Misfolded polypeptides may disrupt insulin secretion in type 2 diabetes

A research team at the University of California, Los Angeles has discovered that small clusters of islet amyloid polypeptides (IAPPSs) may play a role in the development of type 2 diabetes.

Adult-onset diabetes is characterized by high blood glucose and the presence of insulin resistance. Between the years 1990 and 2005, the prevalence of this disease doubled in the United States, as nearly 23.6 million people were diagnosed with the condition.

Patients with type 2 diabetes have a decreasing number of beta cells, which are found in the pancreas and normally secrete insulin. This decrease is associated with the accumulation of misfolded proteins, especially in IAPPs.

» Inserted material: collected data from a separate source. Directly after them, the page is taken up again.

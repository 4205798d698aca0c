//! Read and annotate operations on a tree.
//!
//! Paths passed here must already be normalized. None of these functions
//! touch the dependency graph; recomputation lives in `filescope-analyze`.

use std::path::{Path, PathBuf};

use crate::error::NodeNotFound;
use crate::node::FileNode;
use crate::tree::FileTree;

/// Look up a node.
pub fn get_node<'a>(tree: &'a FileTree, path: &Path) -> Option<&'a FileNode> {
    tree.get(path)
}

/// All files of the tree, in tree order.
pub fn list_all(tree: &FileTree) -> Vec<&FileNode> {
    tree.root.files().collect()
}

/// Set or clear the summary of a node.
pub fn set_summary(
    tree: &mut FileTree,
    path: &Path,
    text: Option<String>,
) -> Result<(), NodeNotFound> {
    let node = tree.get_mut(path).ok_or_else(|| NodeNotFound::new(path))?;
    node.summary = text.filter(|t| !t.trim().is_empty());
    Ok(())
}

/// Set the importance of a node, clamped to `[0, 10]`.
pub fn set_importance(tree: &mut FileTree, path: &Path, value: f64) -> Result<(), NodeNotFound> {
    let node = tree.get_mut(path).ok_or_else(|| NodeNotFound::new(path))?;
    node.importance = clamp_importance(value);
    Ok(())
}

/// Files the node at `path` depends on.
pub fn dependencies_of(tree: &FileTree, path: &Path) -> Result<Vec<PathBuf>, NodeNotFound> {
    let node = tree.get(path).ok_or_else(|| NodeNotFound::new(path))?;
    Ok(node.dependencies.iter().cloned().collect())
}

/// Files depending on the node at `path`.
pub fn dependents_of(tree: &FileTree, path: &Path) -> Result<Vec<PathBuf>, NodeNotFound> {
    let node = tree.get(path).ok_or_else(|| NodeNotFound::new(path))?;
    Ok(node.dependents.iter().cloned().collect())
}

/// Clamp a score into `[0, 10]`; NaN maps to 0.
pub fn clamp_importance(value: f64) -> f64 {
    if value.is_nan() {
        0.0
    } else {
        value.clamp(0.0, 10.0)
    }
}
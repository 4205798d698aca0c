//! Path normalization and comparison.
//!
//! Every path stored in a tree, in a dependency set, or handed to a query goes
//! through [`normalize`] first, so that lookups compare like with like. The
//! functions here are purely lexical and never touch the filesystem.

use std::ffi::OsStr;
use std::path::{Component, Path, PathBuf};

/// Whether path comparison ignores ASCII case on this platform.
pub const CASE_INSENSITIVE: bool = cfg!(any(windows, target_os = "macos"));

/// Normalize `path` into an absolute, lexically clean path.
///
/// Relative paths are joined onto `base`. `.` components are dropped and `..`
/// pops the previous component (never above the filesystem root).
pub fn normalize(path: impl AsRef<Path>, base: &Path) -> PathBuf {
    let path = path.as_ref();
    let joined = if path.is_absolute() {
        path.to_path_buf()
    } else {
        base.join(path)
    };

    let mut out = PathBuf::new();
    for component in joined.components() {
        match component {
            Component::Prefix(_) | Component::RootDir => out.push(component.as_os_str()),
            Component::CurDir => {}
            Component::ParentDir => {
                out.pop();
            }
            Component::Normal(part) => out.push(part),
        }
    }
    out
}

/// Rewrite `\` separators in an import specifier to `/`.
pub fn normalize_separators(specifier: &str) -> String {
    if specifier.contains('\\') {
        specifier.replace('\\', "/")
    } else {
        specifier.to_string()
    }
}

fn component_eq(a: &OsStr, b: &OsStr) -> bool {
    if CASE_INSENSITIVE {
        a.to_string_lossy()
            .eq_ignore_ascii_case(&b.to_string_lossy())
    } else {
        a == b
    }
}

/// Compare two normalized paths under the platform case policy.
pub fn paths_equal(a: &Path, b: &Path) -> bool {
    let mut left = a.components();
    let mut right = b.components();
    loop {
        match (left.next(), right.next()) {
            (None, None) => return true,
            (Some(x), Some(y)) if component_eq(x.as_os_str(), y.as_os_str()) => {}
            _ => return false,
        }
    }
}

/// Whether `path` equals `root` or lies below it.
pub fn is_within(path: &Path, root: &Path) -> bool {
    let mut inner = path.components();
    for root_part in root.components() {
        match inner.next() {
            Some(part) if component_eq(part.as_os_str(), root_part.as_os_str()) => {}
            _ => return false,
        }
    }
    true
}

/// Path of `path` relative to `root`, if it lies within it.
pub fn relative_to<'a>(path: &'a Path, root: &Path) -> Option<&'a Path> {
    if !is_within(path, root) {
        return None;
    }
    let skip = root.components().count();
    let mut components = path.components();
    for _ in 0..skip {
        components.next();
    }
    Some(components.as_path())
}

/// Whether any component of `path` below `root` starts with a dot.
pub fn is_hidden(path: &Path, root: &Path) -> bool {
    relative_to(path, root)
        .unwrap_or(path)
        .components()
        .any(|c| matches!(c, Component::Normal(part) if part.to_string_lossy().starts_with('.')))
}

#[cfg(test)]
mod tests {
    use super::*;

    #[test]
    fn test_normalize_relative() {
        let base = Path::new("/repo/src");
        assert_eq!(normalize("./a/../b.ts", base), PathBuf::from("/repo/src/b.ts"));
        assert_eq!(normalize("../lib/c.py", base), PathBuf::from("/repo/lib/c.py"));
    }

    #[test]
    fn test_normalize_absolute_and_root_clamp() {
        let base = Path::new("/repo");
        assert_eq!(normalize("/x/./y/", base), PathBuf::from("/x/y"));
        assert_eq!(normalize("/../../etc", base), PathBuf::from("/etc"));
    }

    #[test]
    fn test_separators() {
        assert_eq!(normalize_separators("..\\lib\\x.h"), "../lib/x.h");
        assert_eq!(normalize_separators("./a.ts"), "./a.ts");
    }

    #[test]
    fn test_within_and_relative() {
        let root = Path::new("/repo");
        assert!(is_within(Path::new("/repo/src/a.ts"), root));
        assert!(is_within(root, root));
        assert!(!is_within(Path::new("/repository/a.ts"), root));
        assert_eq!(
            relative_to(Path::new("/repo/src/a.ts"), root),
            Some(Path::new("src/a.ts"))
        );
        assert_eq!(relative_to(Path::new("/other"), root), None);
    }

    #[test]
    fn test_hidden() {
        let root = Path::new("/home/.user/repo");
        assert!(!is_hidden(Path::new("/home/.user/repo/src/a.ts"), root));
        assert!(is_hidden(Path::new("/home/.user/repo/.git/config"), root));
        assert!(is_hidden(Path::new("/home/.user/repo/src/.env"), root));
    }

    #[test]
    fn test_paths_equal() {
        assert!(paths_equal(Path::new("/a/b"), Path::new("/a/b")));
        assert!(!paths_equal(Path::new("/a/b"), Path::new("/a/b/c")));
        assert_eq!(
            paths_equal(Path::new("/a/B.ts"), Path::new("/a/b.ts")),
            CASE_INSENSITIVE
        );
    }
}
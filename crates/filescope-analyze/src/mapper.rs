//! Reverse edges of the dependency overlay.

use std::collections::{BTreeSet, HashMap, HashSet};
use std::path::{Path, PathBuf};

use filescope_core::FileNode;
use filescope_core::path::is_within;
use tracing::debug;

/// Rebuild every node's `dependents` as the transpose of all `dependencies`
/// edges whose target is a file of the tree.
///
/// Self-references appear in both sets. Edges to paths missing from the tree
/// stay in `dependencies` only. Running it twice yields the same tree.
pub fn build_dependents(root: &mut FileNode) {
    let files: HashSet<&Path> = root.files().map(|n| n.path.as_path()).collect();

    let mut reverse: HashMap<PathBuf, BTreeSet<PathBuf>> = HashMap::new();
    let mut edges = 0usize;
    for node in root.files() {
        for target in &node.dependencies {
            if files.contains(target.as_path()) {
                reverse
                    .entry(target.clone())
                    .or_default()
                    .insert(node.path.clone());
                edges += 1;
            }
        }
    }

    root.for_each_mut(|node| {
        node.dependents = reverse.remove(&node.path).unwrap_or_default();
    });
    debug!(edges, "rebuilt dependents");
}

/// Remove `path` and every path below it from all `dependencies` and
/// `dependents` sets.
pub fn strip_path(root: &mut FileNode, path: &Path) {
    root.for_each_mut(|node| {
        node.dependencies.retain(|p| !is_within(p, path));
        node.dependents.retain(|p| !is_within(p, path));
    });
}

#[cfg(test)]
mod tests {
    use super::*;

    fn file(path: &str, deps: &[&str]) -> FileNode {
        let mut node = FileNode::new_file(path, None);
        node.dependencies = deps.iter().map(PathBuf::from).collect();
        node
    }

    fn tree() -> FileNode {
        let mut root = FileNode::new_directory("/p");
        let mut src = FileNode::new_directory("/p/src");
        src.insert_child(file("/p/src/a.ts", &["/p/src/b.ts", "/p/src/gone.ts"]));
        src.insert_child(file("/p/src/b.ts", &["/p/src/b.ts"]));
        src.insert_child(file("/p/src/c.ts", &["/p/src/b.ts", "/p/src/a.ts"]));
        root.insert_child(src);
        root
    }

    fn dependents(root: &FileNode, path: &str) -> Vec<PathBuf> {
        root.find(Path::new(path))
            .unwrap()
            .dependents
            .iter()
            .cloned()
            .collect()
    }

    #[test]
    fn test_transpose() {
        let mut root = tree();
        build_dependents(&mut root);

        assert_eq!(
            dependents(&root, "/p/src/b.ts"),
            vec![
                PathBuf::from("/p/src/a.ts"),
                PathBuf::from("/p/src/b.ts"),
                PathBuf::from("/p/src/c.ts"),
            ]
        );
        assert_eq!(dependents(&root, "/p/src/a.ts"), vec![PathBuf::from("/p/src/c.ts")]);
        assert!(dependents(&root, "/p/src/c.ts").is_empty());
        // dangling edges are kept on the source only
        assert!(
            root.find(Path::new("/p/src/a.ts"))
                .unwrap()
                .dependencies
                .contains(Path::new("/p/src/gone.ts"))
        );
    }

    #[test]
    fn test_idempotent() {
        let mut once = tree();
        build_dependents(&mut once);
        let mut twice = once.clone();
        build_dependents(&mut twice);
        assert_eq!(once, twice);
    }

    #[test]
    fn test_strip_path_removes_subtree_references() {
        let mut root = tree();
        build_dependents(&mut root);
        strip_path(&mut root, Path::new("/p/src/b.ts"));

        for node in root.iter() {
            assert!(!node.dependencies.contains(Path::new("/p/src/b.ts")));
            assert!(!node.dependents.contains(Path::new("/p/src/b.ts")));
        }
        assert_eq!(dependents(&root, "/p/src/a.ts"), vec![PathBuf::from("/p/src/c.ts")]);

        strip_path(&mut root, Path::new("/p/src"));
        assert!(root.iter().all(|n| n.dependents.is_empty()));
    }
}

The accumulation of IAPPs has also been linked to certain neurodegenerative diseases such as Alzheimer’s, Parkinson’s and Huntington’s disease.

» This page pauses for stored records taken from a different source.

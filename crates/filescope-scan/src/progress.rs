//! Scan progress reporting.

use std::path::PathBuf;
use std::time::{Duration, Instant};

/// Stage of a running scan.
#[derive(Debug, Clone, Copy, PartialEq, Eq, Default)]
pub enum ScanPhase {
    /// Walking the directory tree.
    #[default]
    Walking,
    /// Extracting dependencies from the collected files.
    Extracting,
    /// Scan complete.
    Done,
}

/// Progress information during a scan.
#[derive(Debug, Clone, Default)]
pub struct ScanProgress {
    /// Current stage.
    pub phase: ScanPhase,
    /// Number of files found so far.
    pub files_scanned: u64,
    /// Number of directories found so far.
    pub dirs_scanned: u64,
    /// Number of files whose dependencies were extracted.
    pub files_extracted: u64,
    /// Last path seen.
    pub current_path: PathBuf,
    /// Number of warnings encountered.
    pub errors_count: u64,
    /// Time elapsed since scan started.
    pub elapsed: Duration,
}

impl ScanProgress {
    /// Calculate scan rate in files per second.
    pub fn files_per_second(&self) -> f64 {
        if self.elapsed.as_secs_f64() > 0.0 {
            self.files_scanned as f64 / self.elapsed.as_secs_f64()
        } else {
            0.0
        }
    }

    /// Get total items scanned (files + dirs).
    pub fn total_items(&self) -> u64 {
        self.files_scanned + self.dirs_scanned
    }
}

/// Running counters behind the published snapshots.
#[derive(Debug)]
pub(crate) struct ProgressTracker {
    start_time: Instant,
    phase: ScanPhase,
    files_scanned: u64,
    dirs_scanned: u64,
    files_extracted: u64,
    errors_count: u64,
    current_path: PathBuf,
}

impl ProgressTracker {
    pub fn new() -> Self {
        Self {
            start_time: Instant::now(),
            phase: ScanPhase::Walking,
            files_scanned: 0,
            dirs_scanned: 0,
            files_extracted: 0,
            errors_count: 0,
            current_path: PathBuf::new(),
        }
    }

    pub fn record_file(&mut self, path: &std::path::Path) {
        self.files_scanned += 1;
        self.current_path = path.to_path_buf();
    }

    pub fn record_dir(&mut self) {
        self.dirs_scanned += 1;
    }

    pub fn set_errors(&mut self, count: usize) {
        self.errors_count = count as u64;
    }

    pub fn record_extracted(&mut self, count: usize) {
        self.files_extracted += count as u64;
    }

    pub fn set_phase(&mut self, phase: ScanPhase) {
        self.phase = phase;
    }

    pub fn files_scanned(&self) -> u64 {
        self.files_scanned
    }

    pub fn snapshot(&self) -> ScanProgress {
        ScanProgress {
            phase: self.phase,
            files_scanned: self.files_scanned,
            dirs_scanned: self.dirs_scanned,
            files_extracted: self.files_extracted,
            current_path: self.current_path.clone(),
            errors_count: self.errors_count,
            elapsed: self.start_time.elapsed(),
        }
    }
}

#[cfg(test)]
mod tests {
    use super::*;
    use std::path::Path;

    #[test]
    fn test_tracker_snapshot() {
        let mut tracker = ProgressTracker::new();
        tracker.record_dir();
        tracker.record_file(Path::new("/p/a.ts"));
        tracker.record_file(Path::new("/p/b.ts"));
        tracker.set_errors(1);
        tracker.set_phase(ScanPhase::Extracting);
        tracker.record_extracted(2);

        let progress = tracker.snapshot();
        assert_eq!(progress.phase, ScanPhase::Extracting);
        assert_eq!(progress.total_items(), 3);
        assert_eq!(progress.files_extracted, 2);
        assert_eq!(progress.errors_count, 1);
        assert_eq!(progress.current_path, PathBuf::from("/p/b.ts"));
    }
}
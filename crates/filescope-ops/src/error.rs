//! Error types for persistence and engine operations.

use std::path::PathBuf;

use filescope_core::{NodeNotFound, ScanError};
use thiserror::Error;

/// Failures reading or writing persisted trees.
#[derive(Debug, Error)]
pub enum PersistError {
    /// No document with this name exists in the store.
    #[error("No saved tree named '{filename}'")]
    NotFound { filename: String },

    #[error("I/O error at {path}: {source}")]
    Io {
        path: PathBuf,
        #[source]
        source: std::io::Error,
    },

    #[error("Failed to serialize tree: {0}")]
    Serialize(#[from] serde_json::Error),

    /// The document parsed badly or describes an inconsistent tree.
    #[error("Invalid tree document {path}: {message}")]
    Validation { path: PathBuf, message: String },

    #[error("Invalid tree name '{name}': {reason}")]
    InvalidName { name: String, reason: String },
}

impl PersistError {
    pub(crate) fn io(path: impl Into<PathBuf>, source: std::io::Error) -> Self {
        Self::Io {
            path: path.into(),
            source,
        }
    }

    pub(crate) fn validation(path: impl Into<PathBuf>, message: impl Into<String>) -> Self {
        Self::Validation {
            path: path.into(),
            message: message.into(),
        }
    }
}

/// Failures of an engine operation. The active tree is left untouched.
#[derive(Debug, Error)]
pub enum EngineError {
    #[error("Node not found: {path}")]
    NotFound { path: PathBuf },

    #[error("Path is outside the project root: {path}")]
    OutsideRoot { path: PathBuf },

    #[error("Path is excluded: {path}")]
    Excluded { path: PathBuf },

    #[error("I/O error at {path}: {source}")]
    Io {
        path: PathBuf,
        #[source]
        source: std::io::Error,
    },

    #[error("The tree root cannot be removed: {path}")]
    RootNode { path: PathBuf },

    #[error("Invalid pattern '{pattern}': {source}")]
    InvalidPattern {
        pattern: String,
        #[source]
        source: globset::Error,
    },

    #[error("Tree '{filename}' is active and cannot be deleted")]
    ActiveTree { filename: String },

    #[error(transparent)]
    Scan(#[from] ScanError),

    #[error(transparent)]
    Persist(#[from] PersistError),

    #[error("Watcher error: {0}")]
    Watch(#[from] notify::Error),

    #[error("Tree state lock poisoned")]
    Poisoned,

    #[error("Background task failed: {0}")]
    Task(#[from] tokio::task::JoinError),

    #[error("No async runtime available: {0}")]
    Runtime(#[from] tokio::runtime::TryCurrentError),
}

impl EngineError {
    pub(crate) fn io(path: impl Into<PathBuf>, source: std::io::Error) -> Self {
        let path = path.into();
        if source.kind() == std::io::ErrorKind::NotFound {
            Self::NotFound { path }
        } else {
            Self::Io { path, source }
        }
    }
}

impl From<NodeNotFound> for EngineError {
    fn from(err: NodeNotFound) -> Self {
        Self::NotFound { path: err.path }
    }
}

/// Result type for engine operations.
pub type EngineResult<T> = Result<T, EngineError>;

#[cfg(test)]
mod tests {
    use super::*;

    #[test]
    fn test_messages_name_the_path() {
        let err = EngineError::from(NodeNotFound::new("/p/a.ts"));
        assert_eq!(err.to_string(), "Node not found: /p/a.ts");

        let err = EngineError::from(PersistError::validation("/s/t.json", "missing field"));
        assert_eq!(err.to_string(), "Invalid tree document /s/t.json: missing field");
    }
}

The researchers discovered that small clusters of IAPPs disrupted the membranes of beta cells, blocking proper insulin secretion.

“Taking the present study along with the known properties of toxic IAPP oligomers to induce membrane damage, we conclude that these oligomers may contribute to beta cell dysfunction and apoptosis characteristic of type 2 diabetes,” the authors wrote in their paper.

These findings were published in The American Journal of Pathology.